Ainsi parlait Zarathoustra : c'est une relecture pour moi -Je l'avais lu déjà un peu plus de vingt ans déjà ( je ne rajeunis pas )-, un retour sur une oeuvre philosophique qui m'avait marquée à l'époque.
Cette oeuvre de Friedrich Nietzsche est assez particulière, je dirais même originale dans la forme, pour présenter la conception et les idées de l'auteur.
Divisée en quatre parties, écrites sur quelques années, on suit une espèce d'ermite vivant dans une caverne, un sage, presque un demi-dieu, en tout cas un personnage mythique qui descend parmi les hommes dans le but, dans un premier temps de diffuser ses idées afin de les libérer et d'ensuite dans un deuxième temps de trouver un surhomme qui fondera un nouveau monde meilleur que l'ancien.
Dans la première partie, on peut dire que la diffusion des discours de Zarathoustra n'est pas en réussite.
Il retourne donc dans sa caverne et médite.

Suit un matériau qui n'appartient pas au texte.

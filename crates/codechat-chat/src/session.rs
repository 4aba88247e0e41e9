//! Per-user session state.

use codechat_core::config::AttachmentPolicy;
use codechat_core::types::Attachment;

/// Name and pending attachment of the person using the client.
#[derive(Debug, Clone, Default)]
pub struct Session {
    user_name: Option<String>,
    pending_attachment: Option<Attachment>,
}

impl Session {
    pub fn new() -> Self {
        Self::default()
    }

    pub fn user_name(&self) -> Option<&str> {
        self.user_name.as_deref()
    }

    /// Bind the name. Only the first call has an effect; the name is never
    /// replaced once set.
    pub fn set_user_name(&mut self, name: String) -> bool {
        if self.user_name.is_some() {
            return false;
        }
        self.user_name = Some(name);
        true
    }

    pub fn pending_attachment(&self) -> Option<&Attachment> {
        self.pending_attachment.as_ref()
    }

    /// Store `attachment`, returning the one it replaced.
    pub fn select_attachment(&mut self, attachment: Attachment) -> Option<Attachment> {
        self.pending_attachment.replace(attachment)
    }

    /// Attachment to send with the next question, applying `policy`.
    pub fn attachment_for_send(&mut self, policy: AttachmentPolicy) -> Option<Attachment> {
        match policy {
            AttachmentPolicy::Persist => self.pending_attachment.clone(),
            AttachmentPolicy::ClearAfterSend => self.pending_attachment.take(),
        }
    }
}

La deuxième partie est plutôt une suite de mise en garde, par rapport à ce qui empêche l'homme ordinaire de s'élever (et tout y passe ou presque), peut-être la partie où l'on ressent le plus d'aigreur de la part de l'auteur.
Dans la troisième partie, Zarathoustra décide de reprendre son chemin et repart dans les contrées loin de ses îles bienheureuses à la recherche de compagnons éclairés d'où viendra le "surhomme". Bien évidemment, il ne les trouve pas et de désespoir retoune dans son pays.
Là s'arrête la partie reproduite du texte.